24.1.05

Silence dans les rangs…

L’épisode d’hier soir du JAG appelle encore une fois un commentaire, tant il est marqué par l’actualité militaire américaine et porte un message « stratégique ». L’histoire, en deux mots, tourne autour des propos du général Watson, chef d’un groupe mixte américaino-irakien de contre-guérilla, responsable de l’arrestation de Saddam Hussein. Lors de sa présentation par le secrétaire à la Marine, une journaliste l’accuse d’avoir dénigré, dans un sermon, l’islam et d’avoir proclamé que le combat pour la démocratie du président Bush était une croisade contre le diable, dont la manifestation physique était les musulmans. Au passage, il avait qualifié l’islam de « religion de seconde classe ». Traduit en cour martiale, il est finalement acquitté ; sans remettre en cause le verdict des jurés, le président du tribunal prend toutefois la parole pour rappeler que l’armée n’a nullement besoin, aujourd’hui plus que jamais, de références religieuses et appelait tout un chacun a conserver ses convictions pour lui. L’épisode est passé aux Etats-Unis le 30 avril 2004 (« Fighting Words »).
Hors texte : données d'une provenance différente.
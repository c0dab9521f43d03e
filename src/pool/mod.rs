//! In-memory pool of flavor-text records.
//!
//! The pool is loaded once at startup and never grows. Every pick shuffles
//! the whole pool in place, so record order is not stable between calls.

mod loader;

pub use loader::{LoadError, load};

use rand::Rng;
use rand::seq::SliceRandom;
use serde::Deserialize;
use thiserror::Error;

/// One row of the message file.
#[derive(Debug, Clone, PartialEq, Eq, Deserialize)]
pub struct MessageRecord {
    pub title: String,
    pub message: String,
    /// The `final` column
    #[serde(rename = "final")]
    pub outcome: String,
}

#[derive(Error, Debug)]
pub enum PickError {
    #[error("Message pool is empty")]
    EmptyPool,
}

#[derive(Debug, Clone)]
pub struct MessagePool {
    records: Vec<MessageRecord>,
}

impl MessagePool {
    pub fn new(records: Vec<MessageRecord>) -> Result<Self, LoadError> {
        if records.is_empty() {
            return Err(LoadError::Empty);
        }
        Ok(Self { records })
    }

    pub fn len(&self) -> usize {
        self.records.len()
    }

    /// Current order of the pool. Changes after every [`MessagePool::pick`].
    #[cfg(test)]
    pub fn records(&self) -> &[MessageRecord] {
        &self.records
    }

    /// Shuffles the pool and returns the record that lands in front.
    pub fn pick<R: Rng + ?Sized>(&mut self, rng: &mut R) -> Result<MessageRecord, PickError> {
        self.records.shuffle(rng);
        self.records.first().cloned().ok_or(PickError::EmptyPool)
    }
}
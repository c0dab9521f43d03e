pub mod repost;

pub use repost::repost;
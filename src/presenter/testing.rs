//! In-memory [`ChannelGateway`] for tests.

use async_trait::async_trait;
use serenity::all::{ChannelId, MessageId};
use std::sync::Mutex;
use std::sync::atomic::{AtomicBool, AtomicU64, Ordering};

use super::{ChannelGateway, PresenterError};
use crate::view::RootView;

#[derive(Debug, Clone, PartialEq, Eq)]
pub enum Call {
    Resolve,
    Purge,
    /// Generation of the view sent
    Send(u64),
    /// Message id and generation of the new view
    Replace(u64, u64),
}

#[derive(Default)]
pub struct FakeChannel {
    calls: Mutex<Vec<Call>>,
    last_id: AtomicU64,
    pub unresolved: AtomicBool,
    pub fail_send: AtomicBool,
    /// Makes the next replace fail as if the message had been deleted
    pub message_gone: AtomicBool,
    /// Makes every replace fail at the edit step
    pub fail_edit: AtomicBool,
}

impl FakeChannel {
    pub fn calls(&self) -> Vec<Call> {
        self.calls.lock().unwrap().clone()
    }

    pub fn replaces(&self) -> usize {
        self.calls()
            .iter()
            .filter(|c| matches!(c, Call::Replace(..)))
            .count()
    }

    fn record(&self, call: Call) {
        self.calls.lock().unwrap().push(call);
    }
}

#[async_trait]
impl ChannelGateway for FakeChannel {
    async fn resolve(&self) -> Result<(), PresenterError> {
        self.record(Call::Resolve);
        if self.unresolved.load(Ordering::SeqCst) {
            return Err(PresenterError::ChannelNotFound(ChannelId::new(1)));
        }
        Ok(())
    }

    async fn purge(&self) -> Result<usize, PresenterError> {
        self.record(Call::Purge);
        Ok(0)
    }

    async fn send(&self, view: &RootView) -> Result<MessageId, PresenterError> {
        self.record(Call::Send(view.generation));
        if self.fail_send.load(Ordering::SeqCst) {
            return Err(PresenterError::Send(Box::new(serenity::Error::Other(
                "send rejected",
            ))));
        }
        self.message_gone.store(false, Ordering::SeqCst);
        let id = self.last_id.fetch_add(1, Ordering::SeqCst) + 1;
        Ok(MessageId::new(id))
    }

    async fn replace(
        &self,
        message: MessageId,
        view: &RootView,
    ) -> Result<MessageId, PresenterError> {
        self.record(Call::Replace(message.get(), view.generation));
        if self.message_gone.load(Ordering::SeqCst) {
            return Err(PresenterError::Fetch(
                message,
                Box::new(serenity::Error::Other("Unknown Message")),
            ));
        }
        if self.fail_edit.load(Ordering::SeqCst) {
            return Err(PresenterError::Edit(
                message,
                Box::new(serenity::Error::Other("Missing Permissions")),
            ));
        }
        Ok(message)
    }
}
La question militaire traitée dans cet épisode concerne évidemment la liberté de parole des soldats. Personne ne voyait d’un mauvais œil que le général s’exprimât dans une église, mais il n’était pas normal qu’il le fît en uniforme, engageant indirectement l’armée. Par ailleurs, ces discours n’avaient pas été revus par les Affaires publiques, le corps américain dédié aux relations publiques des armées. La question politique tenait au rôle joué par les médias. Encore que la série ait toujours présenté des journalistes plutôt polémistes, il est intéressant de voir la presse dévoiler un fait qui met en porte-à-faux l’effort diplomatique américain, en jouant sur ses contradictions. Il s’agit là de montrer clairement que les médias en sont revenu à leur position de gardien de la démocratie (watchdog), après s’être rallié au drapeau dès le 11 septembre 2001.
Car c’est bien de démocratie que parle cet épisode ! La série étant destinée à un public américain, avant d’être exporté, elle tient un discours à destination une opinion publique en pleine année électorale. La question de la religion a été un élément-clé de la campagne du président Bush. « Fighting Words » ne remet pas en cause les croyances de chef de l’Etat, mais il en marque les limites. Le combat engagé contre l’Irak est celui de la démocratie, comme en 1942. Il n’est en rien une croisade contre l’islam. A mesure où rentrent clandestinement les cadavres des soldats tués en Irak, il convenait pour le Pentagone, qui revoit les scripts (qui peut donc les suggérer aussi), de bien dissocier les combats et leur portée idéologique supposée.
Et de bien faire comprendre que les propos des militaires, même s’ils sont officiers généraux, restent privés et n’engagent nullement l’institution. Par ailleurs, en raison de la gravité des événements, ils doivent éviter de proférer des opinions allant à l’encontre de la politique gouvernementale. Voilà pourquoi la liberté de parole des militaires doit être encadrée… Un manière d’éviter la multiplication de révélations du type Abu Ghraib. L’avertissement tombait à propos, puisque les photos des actions du caporal Graner et des acolytes n’allait pas tarder à être rendues publiques.